As noted in the preceding section, Plaintiff claims he is substantially limited in his ability to walk and stand.*fn3 These activities need to be considered before the Court can address the issue of whether Plaintiff is substantially limited in his ability to work. See 29 C.F.R. Pt. 1630, App. § 1630.2(j) ("If an individual is substantially limited in any other major life activity, no determination should be made as to whether the individual is substantially limited in working."); see also Bartlett v. New York State Bd. of Law Examiners, 156 F.3d 321, 329 (2d Cir. 1998).

i. Walking and Standing

The evidence put forth by Plaintiff to support his claims consists of his own deposition testimony and affidavits by Dr. Biondi. Plaintiff testified on January 27, 1998 that walking for half an hour and standing for an hour bothers him. See Pl.'s Dep. at 47, lines 11-20 (Docket No. 27). He claims to have noticed these problems from about the first day he began working as a Motor Equipment Operator in March 1997. See id. at 49, lines 13-22. These limitations are reiterated in the two affidavits Plaintiff submitted to the Court. See Pl.'s Aff., Nov. 20, 1998, at ¶¶ 22-23 (Docket No. 33); Pl.'s Aff., Dec. 21, 1998, at ¶¶ 2-3 (Docket No. 43). Dr. Biondi also signed an affidavit explaining that Plaintiff should neither walk for more than 30 minutes nor stand for more than an hour. See Dr. Biondi's Aff., Nov. 19, 1998, at ¶ 5 (Docket No. 34).
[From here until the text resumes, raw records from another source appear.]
//! Logical packaging: capture files mapped into size-bounded tar parts.
//!
//! Files are appended in lexical order to `<target>_<N>.tar`. A part is
//! closed only between files, once it has reached the threshold, so no part
//! ever holds a truncated file. Each source file is deleted as soon as it is
//! archived.

use crate::fs::walker::{walk_sorted, WalkOptions};
use crate::index::TarFileItem;
use crate::utils::errors::{BackupError, Result};
use crate::utils::ratelimit::{remove_file_throttled, RateLimiter, ThrottledWriter};
use std::fs::File;
use std::io::Write;
use std::path::{Path, PathBuf};
use tracing::{debug, info};

type PartBuilder<'a> = tar::Builder<ThrottledWriter<'a, File>>;

pub fn part_name(target: &str, n: usize) -> String {
    format!("{}_{}.tar", target, n)
}

struct OpenPart<'a> {
    name: String,
    path: PathBuf,
    builder: PartBuilder<'a>,
}

impl<'a> OpenPart<'a> {
    fn create(out_dir: &Path, target: &str, n: usize, limiter: &'a RateLimiter) -> Result<Self> {
        let name = part_name(target, n);
        let path = out_dir.join(&name);
        let file = File::create(&path)?;
        Ok(Self {
            name,
            path,
            builder: tar::Builder::new(ThrottledWriter::new(file, limiter)),
        })
    }

    fn written(&self) -> u64 {
        self.builder.get_ref().written()
    }

    /// Write the tar trailer and return the entry for the finished part.
    fn close(self) -> Result<TarFileItem> {
        let mut writer = self.builder.into_inner()?;
        writer.flush()?;
        let file = writer.into_inner();
        file.sync_all()?;
        let size = std::fs::metadata(&self.path)?.len();
        info!(part = %self.name, size, "Archive part closed");
        Ok(TarFileItem::standalone(self.name, size))
    }
}

/// Archive `capture_dir` into parts under `out_dir`. Returns the file-list
/// entries in order: each member as it is archived, each part as it closes.
pub fn mapping_package(
    capture_dir: &Path,
    out_dir: &Path,
    target: &str,
    threshold: u64,
    limiter: &RateLimiter,
) -> Result<Vec<TarFileItem>> {
    if threshold == 0 {
        return Err(BackupError::validation("archive part threshold must be positive"));
    }
    let files = walk_sorted(capture_dir, &WalkOptions::default())?;
    let mut items = Vec::with_capacity(files.len() + 1);
    let mut next_part = 0usize;
    let mut current: Option<OpenPart> = None;

    for file in files {
        if current.is_none() {
            current = Some(OpenPart::create(out_dir, target, next_part, limiter)?);
            next_part += 1;
        }
        let Some(part) = current.as_mut() else {
            continue;
        };

        let member = Path::new(target).join(&file.relative_path);
        part.builder
            .append_path_with_name(&file.path, &member)
            .map_err(|e| BackupError::Archive(format!("append {}: {}", file.path.display(), e)))?;
        debug!(file = %file.relative_path.display(), part = %part.name, "Archived");

        items.push(TarFileItem::member(
            file.relative_path.to_string_lossy(),
            file.size,
            &part.name,
        ));
        remove_file_throttled(&file.path, limiter)?;

        if part.written() >= threshold {
            if let Some(done) = current.take() {
                items.push(done.close()?);
            }
        }
    }

    if let Some(done) = current.take() {
        items.push(done.close()?);
    }
    Ok(items)
}

#[cfg(test)]
mod tests {
    use super::*;
    use crate::index::FileType;
    use std::collections::HashMap;
    use tempfile::TempDir;

    fn members_of(path: &Path) -> Vec<(String, u64)> {
        let mut archive = tar::Archive::new(File::open(path).unwrap());
        archive
            .entries()
            .unwrap()
            .map(|e| {
                let e = e.unwrap();
                (e.path().unwrap().to_string_lossy().to_string(), e.size())
            })
            .collect()
    }

    #[test]
    fn test_parts_close_only_between_files() -> anyhow::Result<()> {
        let capture = TempDir::new()?;
        let out = TempDir::new()?;
        let sizes = [("a.t.00000.sql", 6000u64), ("b.t.00000.sql", 6000), ("c.t.00000.sql", 100)];
        for (name, size) in sizes {
            std::fs::write(capture.path().join(name), vec![b'x'; size as usize])?;
        }

        // The first file alone crosses the threshold mid-file
        let items = mapping_package(capture.path(), out.path(), "tgt", 4096, &RateLimiter::unlimited())?;

        let parts: Vec<&TarFileItem> = items.iter().filter(|i| i.is_standalone()).collect();
        assert_eq!(parts.len(), 3);
        assert_eq!(parts[0].file_name, "tgt_0.tar");
        assert_eq!(parts[2].file_name, "tgt_2.tar");
        assert!(parts.iter().all(|p| p.file_type == FileType::Tar));

        // Every member is whole inside the part the manifest says
        let expected: HashMap<&str, u64> = sizes.iter().cloned().collect();
        for member in items.iter().filter(|i| !i.is_standalone()) {
            let part = member.tar_file_name.as_deref().unwrap();
            let inside = members_of(&out.path().join(part));
            let wanted = format!("tgt/{}", member.file_name);
            let (_, size) = inside.iter().find(|(n, _)| *n == wanted).unwrap();
            assert_eq!(*size, expected[member.file_name.as_str()]);
            assert_eq!(member.file_type, FileType::Data);
        }

        // Sources are gone
        assert!(walk_sorted(capture.path(), &WalkOptions::default())?.is_empty());
        Ok(())
    }

    #[test]
    fn test_small_capture_fits_one_part() -> anyhow::Result<()> {
        let capture = TempDir::new()?;
        let out = TempDir::new()?;
        std::fs::write(capture.path().join("db1-schema-create.sql"), b"CREATE DATABASE db1;")?;
        std::fs::write(capture.path().join("db1.t1-schema.sql"), b"CREATE TABLE t1(id int);")?;
        std::fs::write(capture.path().join("metadata"), b"[master]\n")?;

        let items = mapping_package(
            capture.path(),
            out.path(),
            "tgt",
            1024 * 1024,
            &RateLimiter::unlimited(),
        )?;
        let types: Vec<FileType> = items.iter().map(|i| i.file_type).collect();
        assert_eq!(
            types,
            vec![FileType::Schema, FileType::Schema, FileType::Metadata, FileType::Tar]
        );
        assert_eq!(items[1].database.as_deref(), Some("db1"));
        assert_eq!(items[1].table.as_deref(), Some("t1"));
        assert_eq!(members_of(&out.path().join("tgt_0.tar")).len(), 3);
        Ok(())
    }

    #[test]
    fn test_empty_capture_produces_nothing() -> anyhow::Result<()> {
        let capture = TempDir::new()?;
        let out = TempDir::new()?;
        let items = mapping_package(capture.path(), out.path(), "tgt", 4096, &RateLimiter::unlimited())?;
        assert!(items.is_empty());
        Ok(())
    }
}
Before analyzing the merits of this evidence, it is important to note that Plaintiff reported no limitations with respect to walking and standing until after he was removed from his job as Recycling Foreman. When Plaintiff experienced rectal bleeding while operating the skidsteer in December 1995, Plaintiff's direct supervisor responded in a letter dated January 17, 1996 that Plaintiff should obtain a doctor's statement clarifying his health status. The next day, Plaintiff had an appointment with his treating physician, Dr. Nicholas Biondi, D.O. Dr. Biondi wrote that Plaintiff should not engage in prolonged sitting or driving heavy equipment until further notice. The County subsequently informed Plaintiff by letter dated January 24, 1996, that he was relieved of his duties until such time as he produced a doctor's statement indicating he could perform his job without restriction. On February 1, 1996, Dr. Biondi wrote that Plaintiff could return to work, provided he did not operate the skidsteer. On February 15, 1996, the doctor amended the restriction to state that Plaintiff could operate the skidsteer, but for no more than five percent of his workday.*fn4 The use of "five percent" derives from the County's New Position Duties Statement, which sets forth estimates as to how much time a Recycling Foreman might spend on certain tasks.

In March 1996, the County personnel officer wrote Dr. Biondi to learn whether any alterations could be made that would enable Plaintiff to perform those tasks in which he was presently limited. Dr. Biondi responded that Plaintiff could return to all of his duties, except he could operate the skidsteer no more than five percent/40 minutes per day. When later asked what could be done with the skidsteer to eliminate Plaintiff's discomfort, the doctor reiterated that only reduced operating times would be of help. In addition to seeing Dr. Biondi, Plaintiff was examined by the County's physician, who confirmed the only solution was to limit Plaintiff's operating time on the skidsteer.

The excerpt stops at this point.